Today is Saturday, April 19, the 109th day of 2003. There are 256 days left in the year. On this



Today is Saturday, April 19, the 109th day of 2003. There are 256 days left in the year. On this date in 1775, the American Revolutionary War begins with the battles of Lexington and Concord.
In 1782, the Netherlands recognizes American independence. In 1893, the Oscar Wilde play "A Woman of No Importance" opens at the Haymarket Theatre in London. In 1933, the United States goes off the gold standard. In 1943, during World War II, tens of thousands of Jews living in the Warsaw Ghetto begin a valiant but futile battle against Nazi forces. In 1945, the Rodgers and Hammerstein musical "Carousel" opens on Broadway. In 1951, Gen. Douglas MacArthur, relieved of his Far East command by President Truman, bids farewell to Congress, quoting a line from a ballad: "Old soldiers never die; they just fade away." In 1982, astronauts Sally K. Ride and Guion S. Bluford Jr. become the first woman and first African-American to be tapped for U.S. space missions. In 1989, 47 sailors are killed when a gun turret explodes aboard the USS Iowa. In 1995, a truck bomb destroys the Alfred P. Murrah Federal Building in Oklahoma City, killing 168 people and injuring hundreds. Timothy McVeigh is later convicted of federal murder charges and executed. In 1999, the German parliament inaugurates its new home in the restored Reichstag in Berlin, its prewar capital.
April 19, 1978: Thieves apparently looking for money or other loot pumped 14 small-caliber bullets in 63-year-old John Vodhanel Jr. as he sat in the dining room of his vintage farm house in Milton Township. Bloodhounds brought in by the Mahoning County Sheriff's Department locate several pieces of evidence.

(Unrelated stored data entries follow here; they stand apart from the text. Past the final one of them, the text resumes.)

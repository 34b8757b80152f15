//! Shared test fixtures: an in-memory tuple space with failure injection.
#![allow(dead_code)]

use chrono::{DateTime, Duration, Utc};
use parking_lot::Mutex;
use speculum::{
    fields_match_template, template_matches, EventRegistration, EventSink, Field, Record,
    RemoteLease, RemoteLeaseHandle, RemoteSpace, Result, SerialFormat, SpaceEvent, SpeculumError,
    Transaction,
};
use std::sync::atomic::{AtomicBool, AtomicU64, Ordering};
use std::sync::Arc;

/// The record type driven through the auditor in these tests. `None`
/// fields are wildcards, so the same type doubles as its own template.
#[derive(Debug, Clone)]
pub struct Stock {
    pub symbol: Option<String>,
    pub shares: Option<i64>,
}

impl Record for Stock {
    fn type_name(&self) -> &str {
        "Stock"
    }

    fn matchable_fields(&self) -> Result<Vec<(String, Field)>> {
        Ok(vec![
            (
                "symbol".to_string(),
                self.symbol
                    .clone()
                    .map_or(Field::Wildcard, |v| Field::Value(v.into())),
            ),
            (
                "shares".to_string(),
                self.shares
                    .map_or(Field::Wildcard, |v| Field::Value(v.into())),
            ),
        ])
    }
}

pub fn stock(symbol: &str, shares: i64) -> Arc<dyn Record> {
    Arc::new(Stock {
        symbol: Some(symbol.to_string()),
        shares: Some(shares),
    })
}

pub fn by_symbol(symbol: &str) -> Stock {
    Stock {
        symbol: Some(symbol.to_string()),
        shares: None,
    }
}

pub fn any_stock() -> Stock {
    Stock {
        symbol: None,
        shares: None,
    }
}

pub struct MockLease {
    expiration: Mutex<DateTime<Utc>>,
    format: Mutex<SerialFormat>,
    cancelled: AtomicBool,
}

impl MockLease {
    fn granted(duration_ms: i64) -> Self {
        Self {
            expiration: Mutex::new(Utc::now() + Duration::milliseconds(duration_ms)),
            format: Mutex::new(SerialFormat::Duration),
            cancelled: AtomicBool::new(false),
        }
    }
}

impl RemoteLease for MockLease {
    fn expiration(&self) -> DateTime<Utc> {
        *self.expiration.lock()
    }

    fn renew(&self, duration_ms: i64) -> Result<()> {
        if self.cancelled.load(Ordering::SeqCst) {
            return Err(SpeculumError::Remote("lease already cancelled".into()));
        }
        *self.expiration.lock() = Utc::now() + Duration::milliseconds(duration_ms);
        Ok(())
    }

    fn cancel(&self) -> Result<()> {
        if self.cancelled.swap(true, Ordering::SeqCst) {
            return Err(SpeculumError::Remote("lease already cancelled".into()));
        }
        Ok(())
    }

    fn serial_format(&self) -> SerialFormat {
        *self.format.lock()
    }

    fn set_serial_format(&self, format: SerialFormat) {
        *self.format.lock() = format;
    }

    fn can_batch(&self, _other: &dyn RemoteLease) -> bool {
        true
    }
}

struct SinkRegistration {
    id: u64,
    template_type: String,
    template_fields: Vec<(String, Field)>,
    sink: Arc<dyn EventSink>,
    handback: Vec<u8>,
    sequence: AtomicU64,
}

/// In-memory tuple space. Matching is wildcard-aware template matching
/// over the stored records; events are delivered synchronously from
/// `write`. One-shot failure injection for write and take.
#[derive(Default)]
pub struct MockSpace {
    entries: Mutex<Vec<Arc<dyn Record>>>,
    sinks: Mutex<Vec<SinkRegistration>>,
    fail_next_write: AtomicBool,
    fail_next_take: AtomicBool,
    fabricated_take: Mutex<Option<Arc<dyn Record>>>,
    next_registration_id: AtomicU64,
}

impl MockSpace {
    pub fn new() -> Arc<Self> {
        Arc::new(Self::default())
    }

    /// Next write fails after (not) storing anything.
    pub fn fail_next_write(&self) {
        self.fail_next_write.store(true, Ordering::SeqCst);
    }

    /// Next take fails without removing anything.
    pub fn fail_next_take(&self) {
        self.fail_next_take.store(true, Ordering::SeqCst);
    }

    /// Next take returns `record` without consulting the stored entries,
    /// simulating a concurrent external client's entry.
    pub fn fabricate_take(&self, record: Arc<dyn Record>) {
        *self.fabricated_take.lock() = Some(record);
    }

    pub fn remaining(&self) -> usize {
        self.entries.lock().len()
    }

    fn find(&self, template: &dyn Record, remove: bool) -> Result<Option<Arc<dyn Record>>> {
        let mut entries = self.entries.lock();
        for (i, entry) in entries.iter().enumerate() {
            if template_matches(template, entry.as_ref())? {
                let found = Arc::clone(entry);
                if remove {
                    entries.remove(i);
                }
                return Ok(Some(found));
            }
        }
        Ok(None)
    }

    fn deliver(&self, record: &dyn Record) {
        let record_fields = match record.matchable_fields() {
            Ok(fields) => fields,
            Err(_) => return,
        };
        let sinks = self.sinks.lock();
        for reg in sinks.iter() {
            if reg.template_type == record.type_name()
                && fields_match_template(&reg.template_fields, &record_fields)
            {
                let sequence = reg.sequence.fetch_add(1, Ordering::SeqCst) + 1;
                let _ = reg.sink.notify(&SpaceEvent {
                    registration_id: reg.id,
                    sequence,
                    handback: reg.handback.clone(),
                });
            }
        }
    }
}

/// Snapshot handle the mock returns: an opaque structural copy.
#[derive(Debug)]
struct SnapshotRecord {
    type_name: String,
    fields: Vec<(String, Field)>,
}

impl Record for SnapshotRecord {
    fn type_name(&self) -> &str {
        &self.type_name
    }

    fn matchable_fields(&self) -> Result<Vec<(String, Field)>> {
        Ok(self.fields.clone())
    }
}

impl RemoteSpace for MockSpace {
    fn write(
        &self,
        record: Arc<dyn Record>,
        _txn: Option<&dyn Transaction>,
        lease_duration_ms: i64,
    ) -> Result<RemoteLeaseHandle> {
        if self.fail_next_write.swap(false, Ordering::SeqCst) {
            return Err(SpeculumError::Remote("injected write failure".into()));
        }
        self.entries.lock().push(Arc::clone(&record));
        self.deliver(record.as_ref());
        Ok(RemoteLeaseHandle::Plain(Box::new(MockLease::granted(
            lease_duration_ms,
        ))))
    }

    fn read(
        &self,
        template: &dyn Record,
        _txn: Option<&dyn Transaction>,
        _timeout_ms: i64,
    ) -> Result<Option<Arc<dyn Record>>> {
        self.find(template, false)
    }

    fn read_if_exists(
        &self,
        template: &dyn Record,
        txn: Option<&dyn Transaction>,
        timeout_ms: i64,
    ) -> Result<Option<Arc<dyn Record>>> {
        self.read(template, txn, timeout_ms)
    }

    fn take(
        &self,
        template: &dyn Record,
        _txn: Option<&dyn Transaction>,
        _timeout_ms: i64,
    ) -> Result<Option<Arc<dyn Record>>> {
        if self.fail_next_take.swap(false, Ordering::SeqCst) {
            return Err(SpeculumError::Remote("injected take failure".into()));
        }
        if let Some(fabricated) = self.fabricated_take.lock().take() {
            return Ok(Some(fabricated));
        }
        self.find(template, true)
    }

    fn take_if_exists(
        &self,
        template: &dyn Record,
        txn: Option<&dyn Transaction>,
        timeout_ms: i64,
    ) -> Result<Option<Arc<dyn Record>>> {
        self.take(template, txn, timeout_ms)
    }

    fn notify(
        &self,
        template: &dyn Record,
        _txn: Option<&dyn Transaction>,
        sink: Arc<dyn EventSink>,
        _lease_duration_ms: i64,
        handback: Vec<u8>,
    ) -> Result<EventRegistration> {
        let id = self.next_registration_id.fetch_add(1, Ordering::SeqCst) + 1;
        self.sinks.lock().push(SinkRegistration {
            id,
            template_type: template.type_name().to_string(),
            template_fields: template.matchable_fields()?,
            sink,
            handback,
            sequence: AtomicU64::new(0),
        });
        Ok(EventRegistration {
            registration_id: id,
            starting_sequence: 0,
            lease_expiration: None,
        })
    }

    fn snapshot(&self, record: &dyn Record) -> Result<Arc<dyn Record>> {
        Ok(Arc::new(SnapshotRecord {
            type_name: record.type_name().to_string(),
            fields: record.matchable_fields()?,
        }))
    }
}

/// Sink collecting delivered events for assertions.
#[derive(Default)]
pub struct CollectingSink {
    pub events: Mutex<Vec<SpaceEvent>>,
}

impl EventSink for CollectingSink {
    fn notify(&self, event: &SpaceEvent) -> Result<()> {
        self.events.lock().push(event.clone());
        Ok(())
    }
}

The possibility that Youngstown Sheet & amp; Tube Co.'s highly profitable seamless tube mill may be moved elsewhere in the country, costing the area another 2,500 to 3,700 jobs directly and thousands of others indirectly, is raised by the Ecumenical Coalition of the Mahoning Valley.
After a prisoner complains that he was in the Mahoning County Jail for four months and the only time he saw Sheriff Michael Yarosh was on television, Mahoning County judges order the sheriff to make personal weekly inspections of the jail and file monthly reports.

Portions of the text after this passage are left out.